А «лягушками», к слову, звали в Москве за камлотовые зеленые платья с белыми пелеринками учениц Александровского мещанского училища, куда старших девочек отдали «на пансион». Вот там-то, у будущей Мирры и пошли настоящие стихи. О чем? О любви, конечно. «Любит-нелюбит». А может пошли от самостоятельности, от того, что когда в 1884-м неожиданно умер отец их, то семья вновь перебралась в Петербург, оставив девушек доучиваться.
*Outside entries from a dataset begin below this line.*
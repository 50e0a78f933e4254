use athos_core::config::load_configuration;
use athos_core::ClientError;
use serde::Deserialize;
use std::path::PathBuf;

/// Prefix for environment overrides, e.g. `ATHOS_API__BASE_URL`.
pub const ENV_PREFIX: &str = "ATHOS";

#[derive(Deserialize, Clone, Debug, Default)]
pub struct Settings {
    #[serde(default)]
    pub api: ApiSettings,
    #[serde(default)]
    pub client: ClientSettings,
    #[serde(default)]
    pub session: SessionSettings,
    #[serde(default)]
    pub telemetry: TelemetrySettings,
}

#[derive(Deserialize, Clone, Debug)]
pub struct ApiSettings {
    /// Backend base URL; request paths are appended verbatim.
    #[serde(default = "default_base_url")]
    pub base_url: String,
    /// Whole-request timeout. No timeout when unset.
    #[serde(default)]
    pub timeout_seconds: Option<u64>,
}

impl Default for ApiSettings {
    fn default() -> Self {
        Self {
            base_url: default_base_url(),
            timeout_seconds: None,
        }
    }
}

fn default_base_url() -> String {
    "http://localhost:8000".to_string()
}

#[derive(Deserialize, Clone, Debug, Default)]
pub struct ClientSettings {
    /// IANA timezone sent as `X-Client-Timezone`. Auto-detected when unset.
    #[serde(default)]
    pub timezone: Option<String>,
}

#[derive(Deserialize, Clone, Debug)]
pub struct SessionSettings {
    /// File holding the persisted bearer credential.
    #[serde(default = "default_token_path")]
    pub token_path: PathBuf,
}

impl Default for SessionSettings {
    fn default() -> Self {
        Self {
            token_path: default_token_path(),
        }
    }
}

fn default_token_path() -> PathBuf {
    PathBuf::from(".athos").join("session.json")
}

#[derive(Deserialize, Clone, Debug)]
pub struct TelemetrySettings {
    #[serde(default = "default_log_level")]
    pub log_level: String,
    #[serde(default)]
    pub otlp_endpoint: Option<String>,
}

impl Default for TelemetrySettings {
    fn default() -> Self {
        Self {
            log_level: default_log_level(),
            otlp_endpoint: None,
        }
    }
}

fn default_log_level() -> String {
    "info".to_string()
}

pub fn get_configuration() -> Result<Settings, ClientError> {
    load_configuration(ENV_PREFIX)
}
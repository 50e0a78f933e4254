use super::api_client::{ApiClient, ApiRequest, ResponseEnvelope};
use crate::models::dashboard::{DashboardDay, DashboardDayQuery};
use athos_core::{ClientError, Result};

#[derive(Clone, Debug)]
pub struct DashboardApi {
    api: ApiClient,
}

impl DashboardApi {
    pub fn new(api: ApiClient) -> Self {
        Self { api }
    }

    /// Workouts and telemetry for one local day. The backend interprets the
    /// date in the timezone sent with the request.
    pub async fn day(&self, query: &DashboardDayQuery) -> Result<ResponseEnvelope<DashboardDay>> {
        self.api.request(Self::day_request(query)?).await
    }

    /// Same as [`DashboardApi::day`] without imposing a response shape.
    pub async fn day_raw(
        &self,
        query: &DashboardDayQuery,
    ) -> Result<ResponseEnvelope<serde_json::Value>> {
        self.api.request(Self::day_request(query)?).await
    }

    fn day_request(query: &DashboardDayQuery) -> Result<ApiRequest> {
        let query = serde_urlencoded::to_string(query)
            .map_err(|e| ClientError::Validation(format!("Invalid dashboard query: {}", e)))?;
        Ok(ApiRequest::get(format!("/v1/dashboard/day?{}", query)).authenticated())
    }
}
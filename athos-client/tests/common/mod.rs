//! Common test utilities: a mock backend and a client pointed at it.

#![allow(dead_code)]

use athos_client::config::ApiSettings;
use athos_client::services::ApiClient;
use athos_client::session::{InMemoryTokenStore, Session};
use athos_client::AppState;
use std::sync::{Arc, Once};
use wiremock::MockServer;

pub const TEST_TIMEZONE: &str = "America/Chicago";

static INIT: Once = Once::new();

/// Initialize tracing for tests (only once).
pub fn init_tracing() {
    INIT.call_once(|| {
        tracing_subscriber::fmt()
            .with_env_filter("warn,athos_client=debug")
            .with_test_writer()
            .try_init()
            .ok();
    });
}

pub struct TestApp {
    pub server: MockServer,
    pub state: AppState,
}

impl TestApp {
    /// Spawn a mock backend and a client with an empty in-memory session.
    pub async fn spawn() -> Self {
        Self::spawn_with_store(InMemoryTokenStore::new()).await
    }

    /// Spawn with a session that already holds `token`.
    pub async fn spawn_signed_in(token: &str) -> Self {
        Self::spawn_with_store(InMemoryTokenStore::with_token(token)).await
    }

    async fn spawn_with_store(store: InMemoryTokenStore) -> Self {
        init_tracing();

        let server = MockServer::start().await;
        let settings = ApiSettings {
            base_url: server.uri(),
            timeout_seconds: Some(10),
        };
        let session = Session::new(Arc::new(store));
        let api = ApiClient::new(&settings, TEST_TIMEZONE, session)
            .expect("Failed to build API client");

        TestApp {
            server,
            state: AppState::new(api),
        }
    }

    pub fn api(&self) -> &ApiClient {
        &self.state.api
    }

    /// Number of requests that reached the mock backend.
    pub async fn request_count(&self) -> usize {
        self.server
            .received_requests()
            .await
            .map(|requests| requests.len())
            .unwrap_or_default()
    }

    /// JSON body of the only request received.
    pub async fn single_request_body(&self) -> serde_json::Value {
        let requests = self
            .server
            .received_requests()
            .await
            .expect("request recording is enabled");
        assert_eq!(requests.len(), 1, "expected exactly one request");
        serde_json::from_slice(&requests[0].body).expect("request body is JSON")
    }
}
//! File-backed credential storage.
//!
//! The file is a single JSON object mapping string keys to string values.
//! The credential lives under [`TOKEN_STORAGE_KEY`]; other keys are left
//! untouched on write.

use super::token_store::{TokenStore, TOKEN_STORAGE_KEY};
use async_trait::async_trait;
use athos_core::{ClientError, Result};
use serde_json::{Map, Value};
use std::io::ErrorKind;
use std::path::{Path, PathBuf};
use tokio::sync::Mutex;

/// A [`TokenStore`] persisted to disk so the credential survives restarts.
pub struct FileTokenStore {
    path: PathBuf,
    write_lock: Mutex<()>,
}

impl FileTokenStore {
    pub fn new(path: impl Into<PathBuf>) -> Self {
        Self {
            path: path.into(),
            write_lock: Mutex::new(()),
        }
    }

    pub fn path(&self) -> &Path {
        &self.path
    }

    /// Read the raw file. A missing file reads as `None`; any other I/O
    /// failure is a storage error.
    async fn read_contents(&self) -> Result<Option<String>> {
        match tokio::fs::read_to_string(&self.path).await {
            Ok(contents) => Ok(Some(contents)),
            Err(e) if e.kind() == ErrorKind::NotFound => Ok(None),
            Err(e) => Err(ClientError::Storage(format!(
                "failed to read {}: {}",
                self.path.display(),
                e
            ))),
        }
    }

    /// Decode file contents. Fails only when the contents are not a JSON object.
    fn parse_entries(&self, contents: &str) -> std::result::Result<Map<String, Value>, String> {
        if contents.trim().is_empty() {
            return Ok(Map::new());
        }

        match serde_json::from_str::<Value>(contents) {
            Ok(Value::Object(entries)) => Ok(entries),
            Ok(_) => Err(format!("{} does not contain a JSON object", self.path.display())),
            Err(e) => Err(format!("{} is not valid JSON: {}", self.path.display(), e)),
        }
    }

    /// Entries to rewrite: unreadable I/O propagates, corrupt contents start over.
    async fn entries_for_update(&self) -> Result<Map<String, Value>> {
        let Some(contents) = self.read_contents().await? else {
            return Ok(Map::new());
        };

        Ok(self.parse_entries(&contents).unwrap_or_else(|reason| {
            tracing::warn!(error = %reason, "Discarding corrupted session storage");
            Map::new()
        }))
    }

    async fn read_entries(&self) -> Result<Map<String, Value>> {
        match self.read_contents().await? {
            Some(contents) => self.parse_entries(&contents).map_err(ClientError::Storage),
            None => Ok(Map::new()),
        }
    }

    async fn write_entries(&self, entries: &Map<String, Value>) -> Result<()> {
        if let Some(parent) = self.path.parent().filter(|p| !p.as_os_str().is_empty()) {
            tokio::fs::create_dir_all(parent).await.map_err(|e| {
                ClientError::Storage(format!("failed to create {}: {}", parent.display(), e))
            })?;
        }

        let contents = serde_json::to_vec_pretty(entries)?;
        let staging = self.path.with_extension("tmp");

        tokio::fs::write(&staging, contents).await.map_err(|e| {
            ClientError::Storage(format!("failed to write {}: {}", staging.display(), e))
        })?;
        restrict_permissions(&staging).await;

        tokio::fs::rename(&staging, &self.path).await.map_err(|e| {
            ClientError::Storage(format!("failed to replace {}: {}", self.path.display(), e))
        })?;

        Ok(())
    }
}

#[async_trait]
impl TokenStore for FileTokenStore {
    async fn set_token(&self, value: &str) -> Result<()> {
        let _guard = self.write_lock.lock().await;

        let mut entries = self.entries_for_update().await?;
        entries.insert(
            TOKEN_STORAGE_KEY.to_string(),
            Value::String(value.to_string()),
        );

        self.write_entries(&entries).await
    }

    async fn get_token(&self) -> Option<String> {
        match self.read_entries().await {
            Ok(entries) => entries
                .get(TOKEN_STORAGE_KEY)
                .and_then(Value::as_str)
                .filter(|token| !token.is_empty())
                .map(str::to_string),
            Err(e) => {
                tracing::warn!(error = %e, "Session storage unavailable, treating as signed out");
                None
            }
        }
    }

    async fn clear_token(&self) -> Result<()> {
        let _guard = self.write_lock.lock().await;

        let mut entries = self.entries_for_update().await?;
        if entries.remove(TOKEN_STORAGE_KEY).is_some() {
            self.write_entries(&entries).await?;
        }
        Ok(())
    }
}

#[cfg(unix)]
async fn restrict_permissions(path: &Path) {
    use std::os::unix::fs::PermissionsExt;

    if let Err(e) =
        tokio::fs::set_permissions(path, std::fs::Permissions::from_mode(0o600)).await
    {
        tracing::warn!(error = %e, path = %path.display(), "Failed to restrict session file permissions");
    }
}

#[cfg(not(unix))]
async fn restrict_permissions(_path: &Path) {}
Мирре к тому времени исполнилось 15-ть, но она считала себя уже серьезной поэтессой и что удивительно добилась разрешения в училище, чтобы два ее стихотворения напечатали отдельной брошюркой. Дебют! А в одном из написанных стихов наша «лягушка», ну, прямо как в сказке, написала: «Здесь живу без горечи и гнева, // Оградясь от зависти и лжи. // Я одна, зато я – королева, // И мечты мне служат, как пажи…»
Кстати, псевдоним «Мирра» Мария взяла (по одной из версий) тоже из этого дома. Просто Надя, будущая Тэффи (ну, чтобы ее не путали с сестрой, когда она все-таки «полезла» в литературу!), та, которая еще недавно прыгала на одной ножке и злорадствовала: «Пишет! Пишет!», пробралась как-то в комнату брата, нашла спрятанный ключ и открыла ящик стола. А в нем, изумленная, нашла тетрадь с многократно повторенной строкой: «О Мирра, бледная луна!..» Стихи же, разве нет?! И уже вечером это «открытие» стало достоянием всех «творюг» дома, то есть, творцов, конечно. И чуть ли не девизом их стала фраза горничной Корнели из шляхтянок, которая десятилетиями расчесывала по утрам волосы сестрам. Так вот, когда ее, гордую и молчаливую, упрекнули однажды в медлительности, она, резко обернувшись, бросила на родном языке: «Тыха вода бржеги рве!» «Тихая вода берега рвёт!».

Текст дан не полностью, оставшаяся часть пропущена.